The fox-traps of Dionaea are recycling traps and the digestive glands undergo changes in both fine structure and function in a cyclic course, where the length of each phase depends on the size of the prey. The total turnaround time is on average 10 days, but the digestion of a large prey can be so energy demanding that the trap may only go through one cycle and not reopen after which the leaf withers. During the resting phase the labyrinthine cell-wall is most well developed in the inner layer of glandular cells, while protein inclusions are present in the larger vacuoles in both layers. The protein is considered precursors to the digestive enzymes, which in the finished version are stored in smaller vacuoles derived from the endoplasmic reticulum. No earlier than 17 and no later than 36 hours after the trap has been activated, measurable amounts of chlorine ions and protein-cleaving enzymes are present between the leaf lobes, and on the 4th day the secretion reaches its maximum.
Some degradation has been found along with some reorganization of the labyrinthine cell-walls during secretion, and it is possible that temporarily released polysaccharides participate in establishing an osmotic driven water stream, which the enzymes follow out through the cell-walls of the glandular cells. The cuticle is passed without problems since as soon as the gland is stimulated, permanent perforations are formed either as a consequence of an osmotic regulated increase in pressure in the glandular cells or as a consequence of acid growth (explained for Drosera but so far only on the Danish pages).
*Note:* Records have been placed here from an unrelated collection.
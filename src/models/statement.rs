//! Statement and row data models.

use crate::models::value::Value;
use std::sync::Arc;

/// SQL text plus its positional parameters.
///
/// Built once by the SQL synthesizer (or by callers for raw SQL) and consumed
/// by the executor. Fields are private so the pair cannot drift apart.
#[derive(Debug, Clone, PartialEq)]
pub struct StatementDescriptor {
    sql: String,
    params: Vec<Value>,
}

impl StatementDescriptor {
    pub fn new(sql: impl Into<String>, params: Vec<Value>) -> Self {
        Self {
            sql: sql.into(),
            params,
        }
    }

    /// Statement without parameters.
    pub fn raw(sql: impl Into<String>) -> Self {
        Self::new(sql, Vec::new())
    }

    pub fn sql(&self) -> &str {
        &self.sql
    }

    pub fn params(&self) -> &[Value] {
        &self.params
    }

    pub fn into_parts(self) -> (String, Vec<Value>) {
        (self.sql, self.params)
    }
}

impl From<&str> for StatementDescriptor {
    fn from(sql: &str) -> Self {
        Self::raw(sql)
    }
}

impl From<String> for StatementDescriptor {
    fn from(sql: String) -> Self {
        Self::raw(sql)
    }
}

/// One result record: column names in driver order with their raw values.
///
/// Column names are shared between all rows of one result set.
#[derive(Debug, Clone, PartialEq)]
pub struct Row {
    columns: Arc<[String]>,
    values: Vec<Value>,
}

impl Row {
    /// Build a row. `values` must line up with `columns`.
    pub fn new(columns: Arc<[String]>, values: Vec<Value>) -> Self {
        debug_assert_eq!(columns.len(), values.len());
        Self { columns, values }
    }

    pub fn columns(&self) -> &[String] {
        &self.columns
    }

    pub fn len(&self) -> usize {
        self.values.len()
    }

    pub fn is_empty(&self) -> bool {
        self.values.is_empty()
    }

    /// Value of the column named exactly `column`.
    pub fn get(&self, column: &str) -> Option<&Value> {
        self.columns
            .iter()
            .position(|c| c == column)
            .map(|idx| &self.values[idx])
    }

    pub fn get_index(&self, idx: usize) -> Option<&Value> {
        self.values.get(idx)
    }

    /// Consume the row into `(column, value)` pairs in driver order.
    pub fn into_pairs(self) -> impl Iterator<Item = (String, Value)> {
        let columns = self.columns;
        self.values
            .into_iter()
            .enumerate()
            .map(move |(idx, value)| (columns[idx].clone(), value))
    }

    pub fn to_json_map(&self) -> serde_json::Map<String, serde_json::Value> {
        self.columns
            .iter()
            .zip(&self.values)
            .map(|(column, value)| (column.clone(), value.to_json()))
            .collect()
    }
}
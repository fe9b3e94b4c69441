//! Parameter binding for sqlx queries.
//!
//! Binds mapper [`Value`]s to sqlx `Any` queries. Timestamps go over the
//! wire as text in [`TIMESTAMP_TEXT_FORMAT`], since the `Any` driver has no
//! date/time type of its own.

use crate::models::Value;
use crate::models::value::TIMESTAMP_TEXT_FORMAT;
use sqlx::Any;
use sqlx::any::AnyArguments;
use sqlx::query::Query;

/// Bind a parameter to an `Any` query.
pub(crate) fn bind_any_param<'q>(
    query: Query<'q, Any, AnyArguments<'q>>,
    param: &'q Value,
) -> Query<'q, Any, AnyArguments<'q>> {
    match param {
        Value::Null => query.bind(None::<String>),
        Value::Bool(v) => query.bind(*v),
        Value::Int(v) => query.bind(*v),
        Value::Float(v) => query.bind(*v),
        Value::Text(v) => query.bind(v.as_str()),
        Value::Bytes(v) => query.bind(v.as_slice()),
        Value::Timestamp(v) => query.bind(v.format(TIMESTAMP_TEXT_FORMAT).to_string()),
    }
}

/// Build an `Any` query for `sql` with `params` bound in order.
pub(crate) fn build_query<'q>(sql: &'q str, params: &'q [Value]) -> Query<'q, Any, AnyArguments<'q>> {
    params
        .iter()
        .fold(sqlx::query::<Any>(sql), |query, param| bind_any_param(query, param))
}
Since the secrete does not contain polysaccharides the dictyosomes are not involved in the secretion process but they deliver material to build the labyrinthine cell-wall which result in a large increase in the area of the cell membrane and that is considered to facilitate absorption of the nutrients. The nutrients pass the porous walls of the glandular cells by diffusion following a concentration gradient, which is maintained as a consequence of a the energy demanding transport of nutrient ions assumed to occur across the cell membrane in all glandular cells. Then cytoplasmic streaming and diffusion through plasmodesmata provides for further distribution of the nutrients. Hence secretion and absorption occur simultaneously and to that in a cyclical course accompanied by characteristic changes in the fine structure of the cells. Thus Dionaea represents one of the most complicated digestive glands. When the trap opens after digestion wind and rain will remove the dried up chitin skeleton so the trap can be reused. Bacteria and other microorganisms often lands on the traps and they can participate in the degradation of chitin.